Immuta reports back on FCA TechSprint

Source: Immuta

Immuta today announced participation in an international effort to bring financial regulation into the machine age.

In collaboration with the UK’s Financial Conduct Authority (FCA) and Bank of England (BoE), which together comprise two of the most important financial regulators in the world, Immuta provided strategic input and expertise on how to embed regulations within software - bringing financial regulations into the machine age. Immuta chief privacy officer and head of legal engineering, Andrew Burt serves as the U.S. adviser for this global effort.

Drawing from lessons learned in building its own data management platform to enforce any regulatory regime on the planet, the company today unveiled its findings for the FCA and BoE in a new research paper, “2017 Model Driven and Machine Executable Regulations.”

According to reports, the cost of regulatory compliance is estimated to be around $80 billion globally and could reach $120 billion in the next five years. In the U.S. alone, financial institutions have spent more than $160 billion in fines for non-compliance. As international regulations such as GDPR go into effect, these costs could skyrocket. The ability to link regulations, compliance and standards with an organization’s applications and databases could fundamentally change how the financial industry understands, interprets and reports regulatory information.

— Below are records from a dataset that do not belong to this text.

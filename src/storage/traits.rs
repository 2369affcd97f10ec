//! Abstract credential store interface
//!
//! Identities, roles, permissions and the two many-to-many relations between
//! them. Role and permission lookups are join queries answered fresh on every
//! call; implementations must not cache them.

use async_trait::async_trait;
use chrono::{DateTime, Utc};
use serde::{Deserialize, Serialize};
use std::future::Future;
use std::time::Duration;

use crate::error::StoreError;

pub type StoreResult<T> = std::result::Result<T, StoreError>;

/// Runs a store call under `limit`. The inner future is dropped, and its work
/// cancelled, when the deadline passes.
pub async fn with_deadline<T, F>(limit: Duration, fut: F) -> StoreResult<T>
where
    F: Future<Output = StoreResult<T>>,
{
    tokio::time::timeout(limit, fut)
        .await
        .unwrap_or(Err(StoreError::Timeout))
}

/// A principal capable of authenticating
#[derive(Debug, Clone, PartialEq, Eq, Serialize, Deserialize)]
pub struct Identity {
    pub id: String,
    pub email: String,
    pub name: String,
    #[serde(skip_serializing, default)]
    pub password_hash: String,
    pub activated: bool,
    pub created_at: DateTime<Utc>,
    pub updated_at: DateTime<Utc>,
}

/// Fields supplied when provisioning an identity
#[derive(Debug, Clone)]
pub struct NewIdentity {
    pub email: String,
    pub name: String,
    pub password_hash: String,
}

/// Named capability bundle; static reference data
#[derive(Debug, Clone, PartialEq, Eq, Serialize, Deserialize)]
pub struct Role {
    #[serde(skip)]
    pub id: i64,
    #[serde(rename = "id")]
    pub public_id: String,
    pub name: String,
    pub description: String,
}

/// Fine-grained capability attached to roles; static reference data
#[derive(Debug, Clone, PartialEq, Eq, Serialize, Deserialize)]
pub struct Permission {
    #[serde(skip)]
    pub id: i64,
    pub name: String,
    pub description: String,
}

/// Credential store interface
#[async_trait]
pub trait CredentialStore: Send + Sync {
    /// Look up an identity by email (case-insensitive)
    async fn find_by_email(&self, email: &str) -> StoreResult<Option<Identity>>;

    /// Look up an identity by id
    async fn find_by_id(&self, id: &str) -> StoreResult<Option<Identity>>;

    /// Role names assigned to an identity, sorted. Unknown identities have none.
    async fn roles_of(&self, identity_id: &str) -> StoreResult<Vec<String>>;

    /// Permission names granted to a role, sorted. Unknown roles have none.
    async fn permissions_of(&self, role: &str) -> StoreResult<Vec<String>>;

    /// Insert a new, not yet activated identity. Fails with `Conflict` on duplicate email.
    async fn create_identity(&self, new_identity: NewIdentity) -> StoreResult<Identity>;

    /// Replace the password hash if it still equals `expected_hash`, marking the
    /// identity activated. Fails with `Conflict` when the hash changed underneath.
    async fn update_password_hash(
        &self,
        id: &str,
        expected_hash: &str,
        new_hash: &str,
    ) -> StoreResult<()>;

    /// Change the display name. `None` when the identity does not exist.
    async fn rename_identity(&self, id: &str, name: &str) -> StoreResult<Option<Identity>>;

    /// Remove an identity and its role assignments. Returns whether it existed.
    async fn delete_identity(&self, id: &str) -> StoreResult<bool>;

    /// Assign a role by name. Idempotent.
    async fn assign_role(&self, identity_id: &str, role: &str) -> StoreResult<()>;

    /// Remove a role assignment. Idempotent.
    async fn revoke_role(&self, identity_id: &str, role: &str) -> StoreResult<()>;

    /// All identities, ordered by email
    async fn list_identities(&self) -> StoreResult<Vec<Identity>>;

    /// All roles, ordered by name
    async fn list_roles(&self) -> StoreResult<Vec<Role>>;

    /// Insert a role if no role with that name exists
    async fn upsert_role(&self, name: &str, description: &str) -> StoreResult<Role>;

    /// Insert a permission if no permission with that name exists
    async fn upsert_permission(&self, name: &str, description: &str) -> StoreResult<Permission>;

    /// Grant a permission to a role. Idempotent.
    async fn grant_permission(&self, role: &str, permission: &str) -> StoreResult<()>;
}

“AI and machine learning have transformed how financial institutions do business, enabling them to harness their data for faster decision making. Regulations and compliance enforcement needs to keep pace with the speed of innovation in order to be effective,” said Andrew Burt, chief privacy officer and legal engineer, Immuta. “Through this collaboration, a future in which regulations are directly embedded into software is possible. Regulatory changes could be implemented with immediacy, while financial institutions could demonstrate compliance faster and more cost-efficiently - easing the compliance burden on regulators and financial services organizations alike.”

The FCA, BoE and Immuta are tackling this problem to explore how future regulations can be embedded directly into algorithms to dramatically change the way financial regulations are written, enforced and reviewed. The FCA and BoE recently concluded a two-week TechSprint to create an initial structure of marked-up regulation in a machine readable format - developing an initial working prototype, along with an assessment of the open source and long-term potential of the project.

At the conclusion of the TechSprint, Christopher Woolard, the executive director of strategy and competition for the FCA, stated, “A huge amount of cost is sunk into regulatory compliance. There are real costs in terms of time, management effort, and distraction that go around these systems at the moment. If they can be channeled elsewhere, channeled to the issues that create public value, and really go to the heart of why we regulate in the first place, then that’s a huge prize on the table.”